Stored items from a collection
=== Section Start ===
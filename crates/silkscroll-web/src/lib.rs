#![forbid(unsafe_code)]

//! `silkscroll-web` is the browser surface for the Silkscroll engine.
//!
//! Design goals:
//! - **Host-driven I/O**: the embedding environment (JS) pushes native scroll
//!   offsets, pointer events, and size changes as normalized input events.
//! - **Deterministic time**: the host advances the clock explicitly
//!   (`step(nowMs)`); nothing here reads a wall clock.
//! - **No blocking / no threads**: suitable for `wasm32-unknown-unknown`.
//!
//! The input schema and frame stats compile and test natively; only the
//! `wasm` module (the `wasm-bindgen` API surface) is gated to `wasm32`.

pub mod frame_stats;
pub mod input;

#[cfg(target_arch = "wasm32")]
pub mod wasm;

/// Stable SilkscrollJS API semver for host-side compatibility checks.
///
/// This is intentionally distinct from crate/package semver: it only moves
/// when the JS-facing surface changes shape.
pub const SILKSCROLL_JS_API_VERSION: &str = "1.0.0";

/// The API line hosts pin against.
pub const SILKSCROLL_JS_API_LINE: &str = "silkscroll-js";

/// Schema version for broadcast subscription records.
pub const SILKSCROLL_JS_EVENT_SCHEMA_VERSION: &str = "scroll-signal-v1";

/// Canonical list of methods the JS surface exports.
pub const SILKSCROLL_JS_PUBLIC_METHODS: [&str; 31] = [
    "apiVersion",
    "apiContract",
    "init",
    "isActive",
    "input",
    "step",
    "scroll",
    "scrollTo",
    "isAnimating",
    "resize",
    "setContentHeight",
    "setTrackHeight",
    "createSubscription",
    "closeSubscription",
    "subscriptionState",
    "drainSubscription",
    "drainSubscriptionJsonl",
    "configureKinetic",
    "kineticStyles",
    "configureReveals",
    "refreshReveals",
    "observeReveals",
    "configureParallax",
    "parallaxStyle",
    "cursorStep",
    "setCursorHover",
    "setCursorActive",
    "drainTrailSpawns",
    "startStats",
    "statsJsonl",
    "statsReport",
];
#[cfg(test)]
mod tests {
    use super::*;

    fn desktop(content_height: f64) -> ScrollEngine {
        ScrollEngine::with_defaults(PageGeometry::new(
            Viewport {
                width: 1280.0,
                height: 800.0,
            },
            content_height,
        ))
        .expect("desktop geometry")
    }

    fn settle(engine: &mut ScrollEngine) -> usize {
        let mut steps = 0;
        while engine.is_animating() {
            engine.step();
            steps += 1;
            assert!(steps < 10_000, "easing loop failed to terminate");
        }
        steps
    }

    // -- Construction gate --

    #[test]
    fn refuses_narrow_viewport() {
        let err = ScrollEngine::with_defaults(PageGeometry::new(
            Viewport {
                width: 768.0,
                height: 800.0,
            },
            3800.0,
        ))
        .unwrap_err();
        assert!(matches!(err, EngineUnavailable::ViewportTooNarrow { .. }));
    }

    #[test]
    fn refuses_non_finite_geometry() {
        let err = ScrollEngine::with_defaults(PageGeometry::new(
            Viewport {
                width: 1280.0,
                height: f64::NAN,
            },
            3800.0,
        ))
        .unwrap_err();
        assert!(matches!(err, EngineUnavailable::InvalidGeometry(_)));
    }

    // -- Clamping --

    #[test]
    fn native_scroll_clamps_to_range() {
        let mut engine = desktop(3800.0);
        engine.on_native_scroll(99_999.0);
        assert_eq!(engine.target(), 3000.0);
        engine.on_native_scroll(-50.0);
        assert_eq!(engine.target(), 0.0);
    }

    #[test]
    fn non_finite_offset_keeps_target() {
        let mut engine = desktop(3800.0);
        engine.on_native_scroll(1200.0);
        engine.on_native_scroll(f64::NAN);
        assert_eq!(engine.target(), 1200.0);
    }

    #[test]
    fn short_content_pins_to_zero() {
        let mut engine = desktop(500.0);
        assert_eq!(engine.max_scroll(), 0.0);
        engine.on_native_scroll(300.0);
        assert_eq!(engine.target(), 0.0);
    }

    // -- Convergence --

    #[test]
    fn converges_exactly_onto_target() {
        let mut engine = desktop(3800.0);
        engine.on_native_scroll(1500.0);
        settle(&mut engine);
        assert_eq!(engine.scroll(), 1500.0);
        assert!(!engine.is_animating());
    }

    #[test]
    fn convergence_is_monotonic_and_never_overshoots() {
        let mut engine = desktop(3800.0);
        engine.on_native_scroll(2000.0);
        let mut previous = engine.scroll();
        while engine.is_animating() {
            let snap = engine.step();
            assert!(snap.scroll >= previous);
            assert!(snap.scroll <= 2000.0);
            previous = snap.scroll;
        }
    }

    #[test]
    fn downward_run_is_non_increasing() {
        let mut engine = desktop(3800.0);
        engine.on_native_scroll(2000.0);
        settle(&mut engine);
        engine.on_native_scroll(400.0);
        let mut previous = engine.scroll();
        while engine.is_animating() {
            let snap = engine.step();
            assert!(snap.scroll <= previous);
            assert!(snap.scroll >= 400.0);
            previous = snap.scroll;
        }
    }

    #[test]
    fn termination_matches_geometric_bound() {
        // |diff| * 0.84^n < 0.3 with diff = 1000 gives n = 47 steps.
        let mut engine = desktop(3800.0);
        engine.on_native_scroll(1000.0);
        let steps = settle(&mut engine);
        let bound = (0.3_f64 / 1000.0).ln() / 0.84_f64.ln();
        assert!(steps <= bound.ceil() as usize + 1, "settled in {steps} steps");
        assert_eq!(engine.scroll(), 1000.0);
    }

    // -- Scheduling --

    #[test]
    fn redundant_start_triggers_are_idempotent() {
        let mut engine = desktop(3800.0);
        for _ in 0..16 {
            engine.on_native_scroll(900.0);
        }
        assert!(engine.is_animating());
        settle(&mut engine);
        assert_eq!(engine.scroll(), 900.0);
    }

    #[test]
    fn step_when_idle_reports_resting_state() {
        let mut engine = desktop(3800.0);
        let snap = engine.step();
        assert_eq!(snap.scroll, 0.0);
        assert!(!snap.animating);
    }

    // -- Redirects --

    #[test]
    fn redirect_before_convergence_lands_on_second_target() {
        let mut engine = desktop(3800.0);
        engine.scroll_to(2500.0, ScrollToOptions::default());
        for _ in 0..3 {
            engine.step();
        }
        engine.scroll_to(500.0, ScrollToOptions::default());
        settle(&mut engine);
        assert_eq!(engine.scroll(), 500.0);
    }

    // -- scroll_to --

    #[test]
    fn scroll_to_returns_clamped_native_request() {
        let mut engine = desktop(3800.0);
        let native = engine.scroll_to(9000.0, ScrollToOptions::default());
        assert_eq!(native, 3000.0);
        assert_eq!(engine.target(), 3000.0);
    }

    #[test]
    fn ease_override_applies_until_native_scroll() {
        let mut engine = desktop(3800.0);
        engine.scroll_to(
            1000.0,
            ScrollToOptions {
                duration_ms: Some(600.0),
                ease: Some(0.5),
            },
        );
        let snap = engine.step();
        assert!((snap.scroll - 500.0).abs() < 1e-9);

        engine.on_native_scroll(1000.0);
        let before = engine.scroll();
        let snap = engine.step();
        let expected = before + (1000.0 - before) * 0.16;
        assert!((snap.scroll - expected).abs() < 1e-9);
    }

    #[test]
    fn invalid_ease_override_is_discarded() {
        let mut engine = desktop(3800.0);
        engine.scroll_to(
            1000.0,
            ScrollToOptions {
                duration_ms: None,
                ease: Some(0.0),
            },
        );
        let snap = engine.step();
        assert!((snap.scroll - 160.0).abs() < 1e-9);
    }

    // -- Drag --

    #[test]
    fn drag_maps_track_delta_to_scroll_range() {
        let mut engine = desktop(3800.0);
        // thumb = max(50, 800 * 800/3800) ≈ 168.42, draggable ≈ 631.58
        engine.begin_drag(100.0);
        let request = engine.drag_to(100.0 + 631.578_947_368_421 / 2.0).unwrap();
        assert!((request - 1500.0).abs() < 1.0);
    }

    #[test]
    fn drag_requests_are_clamped() {
        let mut engine = desktop(3800.0);
        engine.begin_drag(0.0);
        let request = engine.drag_to(100_000.0).unwrap();
        assert_eq!(request, 3000.0);
        let request = engine.drag_to(-100_000.0).unwrap();
        assert_eq!(request, 0.0);
    }

    #[test]
    fn drag_without_session_is_none() {
        let mut engine = desktop(3800.0);
        assert!(engine.drag_to(250.0).is_none());
        engine.begin_drag(10.0);
        engine.end_drag();
        assert!(engine.drag_to(250.0).is_none());
    }

    #[test]
    fn drag_flag_surfaces_in_snapshot() {
        let mut engine = desktop(3800.0);
        engine.begin_drag(10.0);
        assert!(engine.snapshot().dragging);
        engine.end_drag();
        assert!(!engine.snapshot().dragging);
    }

    // -- Resynchronization --

    #[test]
    fn resize_preserves_scroll_state() {
        let mut engine = desktop(3800.0);
        engine.on_native_scroll(1500.0);
        settle(&mut engine);
        engine.set_viewport(Viewport {
            width: 1440.0,
            height: 900.0,
        });
        engine.set_content_height(5000.0);
        assert_eq!(engine.scroll(), 1500.0);
        assert_eq!(engine.target(), 1500.0);
        assert_eq!(engine.max_scroll(), 4100.0);
    }

    #[test]
    fn content_growth_updates_body_height() {
        let mut engine = desktop(3800.0);
        engine.set_content_height(6200.0);
        assert_eq!(engine.snapshot().body_height, 6200.0);
    }
}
=== Section End ===
__Prompt__: Copy every line from the records that holds the string "usize".

__Task answer__:
    fn settle(engine: &mut ScrollEngine) -> usize {
        assert!(steps <= bound.ceil() as usize + 1, "settled in {steps} steps");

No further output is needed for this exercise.